Write out each entry once more so that it matches the original exactly.

====== DATA SECTION

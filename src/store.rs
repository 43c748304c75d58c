//! Address Store
//!
//! Thread-safe mapping from address to its append-only list of
//! [`TransactionRecord`]s, plus the subscription set that gates reads.
//!
//! Ingestion is address-agnostic: every participant of every processed block
//! is indexed whether or not anybody has subscribed to it, so a later
//! subscription sees the history accrued before it. Visibility is a separate
//! policy ([`ReadVisibility`]).

use dashmap::{DashMap, DashSet};
use serde::{Deserialize, Serialize};

use crate::models::TransactionRecord;

/// Who may read an address's records
#[derive(Debug, Clone, Copy, Default, PartialEq, Eq, Serialize, Deserialize)]
#[serde(rename_all = "snake_case")]
pub enum ReadVisibility {
    /// Records are returned only for subscribed addresses
    #[default]
    SubscribedOnly,
    /// Records are returned for any address
    All,
}

/// Storage seam used by the scanner (writes) and the query facade (reads)
pub trait AddressStore: Send + Sync {
    /// Register `address`. Returns `false` if it was already subscribed.
    fn subscribe(&self, address: &str) -> bool;

    /// Append a record to `address`'s list, creating the list if needed
    fn add_transaction(&self, address: &str, record: TransactionRecord);

    /// Records for `address` in insertion order, subject to read visibility
    fn get_transactions(&self, address: &str) -> Vec<TransactionRecord>;

    fn is_subscribed(&self, address: &str) -> bool;

    /// Number of subscribed addresses
    fn subscription_count(&self) -> usize;

    /// Number of addresses holding at least one record
    fn address_count(&self) -> usize;
}

/// In-memory [`AddressStore`].
///
/// Both maps are sharded (DashMap), so the scanner's concurrent writers and
/// the REST readers only contend per shard. Appends to one address are
/// serialized by that address's shard lock.
pub struct MemoryStore {
    subscriptions: DashSet<String>,
    records: DashMap<String, Vec<TransactionRecord>>,
    visibility: ReadVisibility,
}

impl MemoryStore {
    pub fn new() -> Self {
        Self::with_visibility(ReadVisibility::default())
    }

    pub fn with_visibility(visibility: ReadVisibility) -> Self {
        Self {
            subscriptions: DashSet::new(),
            records: DashMap::new(),
            visibility,
        }
    }

    pub fn visibility(&self) -> ReadVisibility {
        self.visibility
    }

    /// Total records stored across all addresses
    pub fn record_count(&self) -> usize {
        self.records.iter().map(|entry| entry.value().len()).sum()
    }
}

impl Default for MemoryStore {
    fn default() -> Self {
        Self::new()
    }
}

impl AddressStore for MemoryStore {
    fn subscribe(&self, address: &str) -> bool {
        // DashSet::insert is atomic per shard: exactly one caller wins
        self.subscriptions.insert(address.to_string())
    }

    fn add_transaction(&self, address: &str, record: TransactionRecord) {
        self.records
            .entry(address.to_string())
            .or_insert_with(Vec::new)
            .push(record);
    }

    fn get_transactions(&self, address: &str) -> Vec<TransactionRecord> {
        if self.visibility == ReadVisibility::SubscribedOnly && !self.is_subscribed(address) {
            return Vec::new();
        }
        self.records
            .get(address)
            .map(|entry| entry.value().clone())
            .unwrap_or_default()
    }

    fn is_subscribed(&self, address: &str) -> bool {
        self.subscriptions.contains(address)
    }

    fn subscription_count(&self) -> usize {
        self.subscriptions.len()
    }

    fn address_count(&self) -> usize {
        self.records.len()
    }
}

#[cfg(test)]
mod tests {
    use super::*;
    use std::sync::Arc;
    use std::sync::atomic::{AtomicUsize, Ordering};
    use std::thread;

    fn record(hash: &str, block: u64, inbound: bool) -> TransactionRecord {
        TransactionRecord {
            hash: hash.to_string(),
            from: "0xfrom".to_string(),
            to: "0xto".to_string(),
            value: "1".to_string(),
            block,
            inbound,
        }
    }

    #[test]
    fn test_subscribe_is_idempotent() {
        let store = MemoryStore::new();

        assert!(store.subscribe("0xabc"));
        assert!(!store.subscribe("0xabc"));
        assert!(store.is_subscribed("0xabc"));
        assert_eq!(store.subscription_count(), 1);
    }

    #[test]
    fn test_addresses_are_case_sensitive() {
        let store = MemoryStore::new();

        assert!(store.subscribe("0xABC"));
        assert!(store.subscribe("0xabc"));
        assert!(!store.is_subscribed("0xAbc"));
    }

    #[test]
    fn test_unsubscribed_reads_are_empty_but_storage_accumulates() {
        let store = MemoryStore::new();
        store.add_transaction("0xabc", record("h1", 1, true));
        store.add_transaction("0xabc", record("h2", 2, false));

        // stored but hidden
        assert!(store.get_transactions("0xabc").is_empty());
        assert_eq!(store.record_count(), 2);
        assert_eq!(store.address_count(), 1);

        // full history appears right after subscribing
        store.subscribe("0xabc");
        let txs = store.get_transactions("0xabc");
        assert_eq!(txs.len(), 2);
        assert_eq!(txs[0].hash, "h1");
        assert_eq!(txs[1].hash, "h2");
    }

    #[test]
    fn test_subscribed_without_records_is_empty() {
        let store = MemoryStore::new();
        store.subscribe("0xabc");
        assert!(store.get_transactions("0xabc").is_empty());
    }

    #[test]
    fn test_visibility_all_ignores_subscriptions() {
        let store = MemoryStore::with_visibility(ReadVisibility::All);
        store.add_transaction("0xabc", record("h1", 1, true));

        assert_eq!(store.visibility(), ReadVisibility::All);
        assert_eq!(store.get_transactions("0xabc").len(), 1);
        assert!(!store.is_subscribed("0xabc"));
    }

    #[test]
    fn test_visibility_deserialize() {
        let v: ReadVisibility = serde_yaml::from_str("subscribed_only").unwrap();
        assert_eq!(v, ReadVisibility::SubscribedOnly);
        let v: ReadVisibility = serde_yaml::from_str("all").unwrap();
        assert_eq!(v, ReadVisibility::All);
    }

    #[test]
    fn test_concurrent_subscribe_exactly_once() {
        let store = Arc::new(MemoryStore::new());
        let winners = Arc::new(AtomicUsize::new(0));

        let handles: Vec<_> = (0..32)
            .map(|_| {
                let store = store.clone();
                let winners = winners.clone();
                thread::spawn(move || {
                    if store.subscribe("0xshared") {
                        winners.fetch_add(1, Ordering::SeqCst);
                    }
                })
            })
            .collect();

        for h in handles {
            h.join().unwrap();
        }

        assert_eq!(winners.load(Ordering::SeqCst), 1);
    }

    #[test]
    fn test_concurrent_appends_are_not_lost() {
        let store = Arc::new(MemoryStore::new());
        store.subscribe("0xhot");

        let handles: Vec<_> = (0..8)
            .map(|t| {
                let store = store.clone();
                thread::spawn(move || {
                    for i in 0..250 {
                        store.add_transaction("0xhot", record(&format!("{}-{}", t, i), i, true));
                    }
                })
            })
            .collect();

        for h in handles {
            h.join().unwrap();
        }

        let txs = store.get_transactions("0xhot");
        assert_eq!(txs.len(), 2000);

        // per-writer order survives interleaving
        let mine: Vec<u64> = txs
            .iter()
            .filter(|r| r.hash.starts_with("3-"))
            .map(|r| r.block)
            .collect();
        assert_eq!(mine, (0..250).collect::<Vec<_>>());
    }
}
use std::sync::Arc;

use crate::facade::QueryFacade;

/// Build identifier reported by the health endpoint
pub const BUILD_VERSION: &str = concat!(env!("CARGO_PKG_VERSION"), "+", env!("GIT_HASH"));

/// Gateway application state (shared)
#[derive(Clone)]
pub struct AppState {
    /// Read-only view of the scanner
    pub facade: Arc<dyn QueryFacade>,
}

impl AppState {
    pub fn new(facade: Arc<dyn QueryFacade>) -> Self {
        Self { facade }
    }
}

============

## [TASK ANSWER]
filename src/store.rs
repository 43c748304c75d58c
//! Address Store
//!
//! Thread-safe mapping from address to its append-only list of
//! [`TransactionRecord`]s, plus the subscription set that gates reads.
//!
//! Ingestion is address-agnostic: every participant of every processed block
//! is indexed whether or not anybody has subscribed to it, so a later
//! subscription sees the history accrued before it. Visibility is a separate
//! policy ([`ReadVisibility`]).

use dashmap::{DashMap, DashSet};
use serde::{Deserialize, Serialize};

use crate::models::TransactionRecord;

/// Who may read an address's records
#[derive(Debug, Clone, Copy, Default, PartialEq, Eq, Serialize, Deserialize)]
#[serde(rename_all = "snake_case")]
pub enum ReadVisibility {
    /// Records are returned only for subscribed addresses
    #[default]
    SubscribedOnly,
    /// Records are returned for any address
    All,
}

/// Storage seam used by the scanner (writes) and the query facade (reads)
pub trait AddressStore: Send + Sync {
    /// Register `address`. Returns `false` if it was already subscribed.
    fn subscribe(&self, address: &str) -> bool;

    /// Append a record to `address`'s list, creating the list if needed
    fn add_transaction(&self, address: &str, record: TransactionRecord);

    /// Records for `address` in insertion order, subject to read visibility
    fn get_transactions(&self, address: &str) -> Vec<TransactionRecord>;

    fn is_subscribed(&self, address: &str) -> bool;

    /// Number of subscribed addresses
    fn subscription_count(&self) -> usize;

    /// Number of addresses holding at least one record
    fn address_count(&self) -> usize;
}

/// In-memory [`AddressStore`].
///
/// Both maps are sharded (DashMap), so the scanner's concurrent writers and
/// the REST readers only contend per shard. Appends to one address are
/// serialized by that address's shard lock.
pub struct MemoryStore {
    subscriptions: DashSet<String>,
    records: DashMap<String, Vec<TransactionRecord>>,
    visibility: ReadVisibility,
}

impl MemoryStore {
    pub fn new() -> Self {
        Self::with_visibility(ReadVisibility::default())
    }

    pub fn with_visibility(visibility: ReadVisibility) -> Self {
        Self {
            subscriptions: DashSet::new(),
            records: DashMap::new(),
            visibility,
        }
    }

    pub fn visibility(&self) -> ReadVisibility {
        self.visibility
    }

    /// Total records stored across all addresses
    pub fn record_count(&self) -> usize {
        self.records.iter().map(|entry| entry.value().len()).sum()
    }
}

impl Default for MemoryStore {
    fn default() -> Self {
        Self::new()
    }
}

impl AddressStore for MemoryStore {
    fn subscribe(&self, address: &str) -> bool {
        // DashSet::insert is atomic per shard: exactly one caller wins
        self.subscriptions.insert(address.to_string())
    }

    fn add_transaction(&self, address: &str, record: TransactionRecord) {
        self.records
            .entry(address.to_string())
            .or_insert_with(Vec::new)
            .push(record);
    }

    fn get_transactions(&self, address: &str) -> Vec<TransactionRecord> {
        if self.visibility == ReadVisibility::SubscribedOnly && !self.is_subscribed(address) {
            return Vec::new();
        }
        self.records
            .get(address)
            .map(|entry| entry.value().clone())
            .unwrap_or_default()
    }

    fn is_subscribed(&self, address: &str) -> bool {
        self.subscriptions.contains(address)
    }

    fn subscription_count(&self) -> usize {
        self.subscriptions.len()
    }

    fn address_count(&self) -> usize {
        self.records.len()
    }
}

#[cfg(test)]
mod tests {
    use super::*;
    use std::sync::Arc;
    use std::sync::atomic::{AtomicUsize, Ordering};
    use std::thread;

    fn record(hash: &str, block: u64, inbound: bool) -> TransactionRecord {
        TransactionRecord {
            hash: hash.to_string(),
            from: "0xfrom".to_string(),
            to: "0xto".to_string(),
            value: "1".to_string(),
            block,
            inbound,
        }
    }

    #[test]
    fn test_subscribe_is_idempotent() {
        let store = MemoryStore::new();

        assert!(store.subscribe("0xabc"));
        assert!(!store.subscribe("0xabc"));
        assert!(store.is_subscribed("0xabc"));
        assert_eq!(store.subscription_count(), 1);
    }

    #[test]
    fn test_addresses_are_case_sensitive() {
        let store = MemoryStore::new();

        assert!(store.subscribe("0xABC"));
        assert!(store.subscribe("0xabc"));
        assert!(!store.is_subscribed("0xAbc"));
    }

    #[test]
    fn test_unsubscribed_reads_are_empty_but_storage_accumulates() {
        let store = MemoryStore::new();
        store.add_transaction("0xabc", record("h1", 1, true));
        store.add_transaction("0xabc", record("h2", 2, false));

        // stored but hidden
        assert!(store.get_transactions("0xabc").is_empty());
        assert_eq!(store.record_count(), 2);
        assert_eq!(store.address_count(), 1);

        // full history appears right after subscribing
        store.subscribe("0xabc");
        let txs = store.get_transactions("0xabc");
        assert_eq!(txs.len(), 2);
        assert_eq!(txs[0].hash, "h1");
        assert_eq!(txs[1].hash, "h2");
    }

    #[test]
    fn test_subscribed_without_records_is_empty() {
        let store = MemoryStore::new();
        store.subscribe("0xabc");
        assert!(store.get_transactions("0xabc").is_empty());
    }

    #[test]
    fn test_visibility_all_ignores_subscriptions() {
        let store = MemoryStore::with_visibility(ReadVisibility::All);
        store.add_transaction("0xabc", record("h1", 1, true));

        assert_eq!(store.visibility(), ReadVisibility::All);
        assert_eq!(store.get_transactions("0xabc").len(), 1);
        assert!(!store.is_subscribed("0xabc"));
    }

    #[test]
    fn test_visibility_deserialize() {
        let v: ReadVisibility = serde_yaml::from_str("subscribed_only").unwrap();
        assert_eq!(v, ReadVisibility::SubscribedOnly);
        let v: ReadVisibility = serde_yaml::from_str("all").unwrap();
        assert_eq!(v, ReadVisibility::All);
    }

    #[test]
    fn test_concurrent_subscribe_exactly_once() {
        let store = Arc::new(MemoryStore::new());
        let winners = Arc::new(AtomicUsize::new(0));

        let handles: Vec<_> = (0..32)
            .map(|_| {
                let store = store.clone();
                let winners = winners.clone();
                thread::spawn(move || {
                    if store.subscribe("0xshared") {
                        winners.fetch_add(1, Ordering::SeqCst);
                    }
                })
            })
            .collect();

        for h in handles {
            h.join().unwrap();
        }

        assert_eq!(winners.load(Ordering::SeqCst), 1);
    }

    #[test]
    fn test_concurrent_appends_are_not_lost() {
        let store = Arc::new(MemoryStore::new());
        store.subscribe("0xhot");

        let handles: Vec<_> = (0..8)
            .map(|t| {
                let store = store.clone();
                thread::spawn(move || {
                    for i in 0..250 {
                        store.add_transaction("0xhot", record(&format!("{}-{}", t, i), i, true));
                    }
                })
            })
            .collect();

        for h in handles {
            h.join().unwrap();
        }

        let txs = store.get_transactions("0xhot");
        assert_eq!(txs.len(), 2000);

        // per-writer order survives interleaving
        let mine: Vec<u64> = txs
            .iter()
            .filter(|r| r.hash.starts_with("3-"))
            .map(|r| r.block)
            .collect();
        assert_eq!(mine, (0..250).collect::<Vec<_>>());
    }
}
use std::sync::Arc;

use crate::facade::QueryFacade;

/// Build identifier reported by the health endpoint
pub const BUILD_VERSION: &str = concat!(env!("CARGO_PKG_VERSION"), "+", env!("GIT_HASH"));

/// Gateway application state (shared)
#[derive(Clone)]
pub struct AppState {
    /// Read-only view of the scanner
    pub facade: Arc<dyn QueryFacade>,
}

impl AppState {
    pub fn new(facade: Arc<dyn QueryFacade>) -> Self {
        Self { facade }
    }
}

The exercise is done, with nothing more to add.